Males of a species evolving traits for sexual conflict can cause problems for females, and, ultimately, the whole population.
A new model by Imperial College London and the University of Lausanne researchers, published in PNAS, shows how so-called ‘good genes’ can sometimes cause a population to collapse.
Males of any species may compete for females, either by fighting other males for access or impressing females to win their approval. In both cases, males expressing the most competitive traits – such as the best ornaments, like peacock feathers, or the best weapons, like big body size – access more females.

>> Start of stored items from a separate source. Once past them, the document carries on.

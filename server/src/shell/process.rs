//! One-shot command execution with captured output.
//!
//! Interactive sessions are PTY-backed and spawned through
//! [`super::pty::spawn_shell_pty`]; this module is for the non-interactive
//! path used by the MCP `git` and `agent` tools. `kill_on_drop(true)` cleans
//! up orphaned processes if the owning task is cancelled.

use std::collections::HashMap;
use std::fmt::Write;
use std::process::Stdio;
use tokio::io::AsyncReadExt;
use tokio::process::Command;

/// Max output size per stream for [`exec_command`] (1 MB).
///
/// Output beyond this limit is still drained from the pipe (to prevent
/// deadlocks) but discarded. A truncation notice is appended to the returned
/// string.
const MAX_EXEC_OUTPUT: usize = 1024 * 1024;

/// Execute a one-shot command via `<shell> -c "<command>"` and capture output.
///
/// Stdout and stderr are read concurrently (to avoid pipe deadlock) and each
/// capped at [`MAX_EXEC_OUTPUT`] bytes. The entire operation is wrapped in a
/// `tokio::time::timeout`.
///
/// # Environment variables
///
/// When `env` is `Some`, the provided variables are **merged into** (not
/// replacing) the inherited environment. To override `PATH`, include it in the
/// map.
pub async fn exec_command(
    shell: &str,
    working_dir: &str,
    command: &str,
    timeout_ms: u64,
    env: Option<&HashMap<String, String>>,
) -> Result<ExecResult, ExecError> {
    let start = std::time::Instant::now();

    let mut cmd = Command::new(shell);
    cmd.arg("-c")
        .arg(command)
        .current_dir(working_dir)
        .stdin(Stdio::null())
        .stdout(Stdio::piped())
        .stderr(Stdio::piped())
        .kill_on_drop(true);
    if let Some(vars) = env {
        cmd.envs(vars);
    }
    let mut child = cmd
        .spawn()
        .map_err(|e| ExecError::SpawnFailed(e.to_string()))?;

    let mut stdout = child
        .stdout
        .take()
        .ok_or_else(|| ExecError::ProcessFailed("Failed to take stdout pipe".to_string()))?;
    let mut stderr = child
        .stderr
        .take()
        .ok_or_else(|| ExecError::ProcessFailed("Failed to take stderr pipe".to_string()))?;

    let timeout = tokio::time::Duration::from_millis(timeout_ms);
    match Box::pin(tokio::time::timeout(timeout, async {
        // Read stdout and stderr concurrently to avoid pipe deadlock
        let (stdout_data, stderr_data) = tokio::join!(
            read_capped(&mut stdout, MAX_EXEC_OUTPUT),
            read_capped(&mut stderr, MAX_EXEC_OUTPUT),
        );
        // Drop pipe handles so child sees EOF
        drop(stdout);
        drop(stderr);

        let status = child
            .wait()
            .await
            .map_err(|e| ExecError::ProcessFailed(e.to_string()))?;

        #[allow(clippy::cast_possible_truncation)]
        let duration_ms = start.elapsed().as_millis() as u64;

        Ok::<_, ExecError>(ExecResult {
            exit_code: status.code().unwrap_or(-1),
            stdout: stdout_data,
            stderr: stderr_data,
            duration_ms,
        })
    }))
    .await
    {
        Ok(result) => result,
        Err(_) => Err(ExecError::Timeout),
    }
}

/// Read from an async reader, keeping the first `max_bytes` and discarding the
/// rest.
///
/// Crucially, this function continues reading past the cap instead of closing
/// the pipe early — closing a pipe while the child is still writing causes
/// SIGPIPE / broken pipe errors and potential deadlocks when the child is also
/// writing to the other stream.
async fn read_capped(reader: &mut (impl tokio::io::AsyncRead + Unpin), max_bytes: usize) -> String {
    let mut buf = Vec::with_capacity(max_bytes.min(65536));
    let mut tmp = [0u8; 8192];
    let mut total_read = 0usize;
    loop {
        match reader.read(&mut tmp).await {
            Ok(0) | Err(_) => break,
            Ok(n) => {
                total_read += n;
                if buf.len() < max_bytes {
                    let take = n.min(max_bytes - buf.len());
                    buf.extend_from_slice(&tmp[..take]);
                }
            }
        }
    }
    let mut s = String::from_utf8_lossy(&buf).into_owned();
    if total_read > max_bytes {
        let _ = write!(
            s,
            "\n[truncated: {total_read} bytes total, showing first {max_bytes}]"
        );
    }
    s
}

/// Successful result of [`exec_command`].
#[derive(Debug, serde::Serialize)]
pub struct ExecResult {
    /// Process exit code, or `-1` if the code was unavailable (e.g. killed by signal).
    pub exit_code: i32,
    /// Captured stdout (capped at [`MAX_EXEC_OUTPUT`], lossy UTF-8 conversion).
    pub stdout: String,
    /// Captured stderr (capped at [`MAX_EXEC_OUTPUT`], lossy UTF-8 conversion).
    pub stderr: String,
    /// Wall-clock duration of the command in milliseconds.
    pub duration_ms: u64,
}

/// Errors that can occur during [`exec_command`].
#[derive(Debug)]
pub enum ExecError {
    /// The shell binary could not be started (e.g. not found, permission denied).
    SpawnFailed(String),
    /// The child process started but `wait()` failed.
    ProcessFailed(String),
    /// The command exceeded its timeout and was killed.
    Timeout,
}

impl std::fmt::Display for ExecError {
    fn fmt(&self, f: &mut std::fmt::Formatter<'_>) -> std::fmt::Result {
        match self {
            ExecError::SpawnFailed(e) => write!(f, "Failed to spawn process: {e}"),
            ExecError::ProcessFailed(e) => write!(f, "Process error: {e}"),
            ExecError::Timeout => write!(f, "Command timed out"),
        }
    }
}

To have the best traits the males must be in good condition, for example, to be in better shape or carry less disease. Over time, as better-condition males mate with more females, the prevalence of ‘good genes’ increases throughout the population of the animal, leading to the population as a whole improving in condition.
However, it can also backfire. Traits than improve a male’s competitive prowess can also damage females. For example, some insect males have evolved penises that tear the females’ insides, and in many species, including mammals, males have evolved to harass females to induce mating. These behaviours reduce female fecundity or may even kill them.
The team’s model tested theories of sexual competition where males harm females and compared the results with data from various population experiments. Previous experiments have shown conflicting accounts as to whether the sexual selection is positive or negative for the population as a whole. The new model provides an explanation for why some experiments show male condition improving, without female fitness or population viability improving alongside.
First author Dr Ewan Flintham, from Imperial College London and the University of Lausanne, said: “Where males evolve selfish traits that help them individually win, they can actually end up causing the population to crash – it’s a form of evolutionary suicide. Even when females evolve to counter male harm and prevent population collapse, the population still decreases significantly, reducing its viability.”
Sexual interactions like these are an important component of understanding population demographics and conservation. For example, where there are more males, sexual competition intensifies, meaning harm towards females is more likely. This is also true in human-managed populations, for example, domestic carp, where males and females must be isolated during spawning season.
Dr Flintham completed the research as part of the Centre for Doctoral Training in Quantitative and Modelling Skills in Ecology and Evolution at Imperial. His project supervisor and study co-author Professor Vincent Savolainen, Director of the Georgina Mace Centre for the Living Planet at Imperial, said: “Male harm evolved in nature as something that was supposed to be good but is detrimental to females and the whole population. Questions like how and why this happens can only be answered with quantitative methods – data and mathematical models – which can be just as important as field studies.”